_What you need to do:_ Go through the data below and return each line containing the word "dest".

_Stored items:_

use crate::{
    geom::{Expanse, Point},
    layout::MeasureCtx,
    widget::Widget,
};

/// An empty leaf that takes up space and lets pointer input fall through.
///
/// Give it a size through its properties, or a `Fill` stack proportion to
/// push siblings apart.
#[derive(Debug, Clone, Copy, Default, PartialEq, Eq)]
pub struct Spacer;

impl Widget for Spacer {
    fn measure(&self, _ctx: &mut MeasureCtx<'_>, _available: Expanse) -> Expanse {
        Expanse::default()
    }

    fn hit_test(&self, _local: Point, _size: Expanse) -> bool {
        false
    }
}
//! Integration tests for the render walk.

#[cfg(test)]
mod tests {
    use arbor::{
        Align, Result,
        geom::{Expanse, Point, Rect},
        render::{Color, TextureId},
        testing::{DrawCall, Harness, Probe},
        widgets::{Image, Panel, ScrollViewer},
    };

    const RED: Color = Color::rgb(255, 0, 0);

    fn fill(dest: Rect, tint: Color) -> DrawCall {
        DrawCall::Draw {
            texture: TextureId::SOLID,
            dest,
            source: None,
            tint,
        }
    }

    #[test]
    fn scrolled_content_draws_inside_scissor() -> Result<()> {
        let mut h = Harness::new(Expanse::new(100, 100));
        let core = h.core_mut();
        let viewer = core.add(ScrollViewer::vertical()).id();
        core.attach(core.root_id(), viewer)?;
        let content = core.add(Probe::sized(100, 500).with_fill(RED)).id();
        core.attach(viewer, content)?;
        h.layout();
        h.core_mut().scroll_to(viewer, Point::new(0, 150));

        let calls = h.render()?;
        assert_eq!(
            calls,
            vec![
                DrawCall::BeginScissor(Rect::new(0, 0, 100, 100)),
                fill(Rect::new(0, -150, 100, 500), RED),
                DrawCall::EndScissor,
            ]
        );
        Ok(())
    }

    #[test]
    fn hidden_and_offscreen_nodes_are_skipped() -> Result<()> {
        let mut h = Harness::new(Expanse::new(50, 50));
        let core = h.core_mut();
        let root = core.root_id();
        let hidden = core.add(Probe::sized(10, 10).with_fill(RED)).id();
        core.attach(root, hidden)?;
        core.update_props(hidden, |p| {
            p.set_visible(false);
        })?;
        let away = core.add(Probe::sized(10, 10).with_fill(Color::BLACK)).id();
        core.attach(root, away)?;
        core.update_props(away, |p| {
            p.set_align(Align::Start, Align::Start).set_offset(80, 80);
        })?;
        assert!(h.render()?.is_empty());
        Ok(())
    }

    #[test]
    fn later_siblings_draw_on_top() -> Result<()> {
        let mut h = Harness::new(Expanse::new(40, 40));
        let core = h.core_mut();
        let root = core.root_id();
        let back = core.add(Panel::with_background(Color::BLACK)).id();
        let front = core
            .add(Image::new(TextureId(9), Expanse::new(8, 8)).with_source(Rect::new(0, 0, 4, 4)))
            .id();
        core.attach(root, back)?;
        core.attach(root, front)?;
        core.update_props(front, |p| {
            p.set_align(Align::Center, Align::Center);
        })?;

        let calls = h.render()?;
        assert_eq!(calls.len(), 2);
        assert_eq!(calls[0], fill(Rect::new(0, 0, 40, 40), Color::BLACK));
        assert_eq!(
            calls[1],
            DrawCall::Draw {
                texture: TextureId(9),
                dest: Rect::new(16, 16, 8, 8),
                source: Some(Rect::new(0, 0, 4, 4)),
                tint: Color::WHITE,
            }
        );
        Ok(())
    }
}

_Result below:_
    fn fill(dest: Rect, tint: Color) -> DrawCall {
            dest,
                dest: Rect::new(16, 16, 8, 8),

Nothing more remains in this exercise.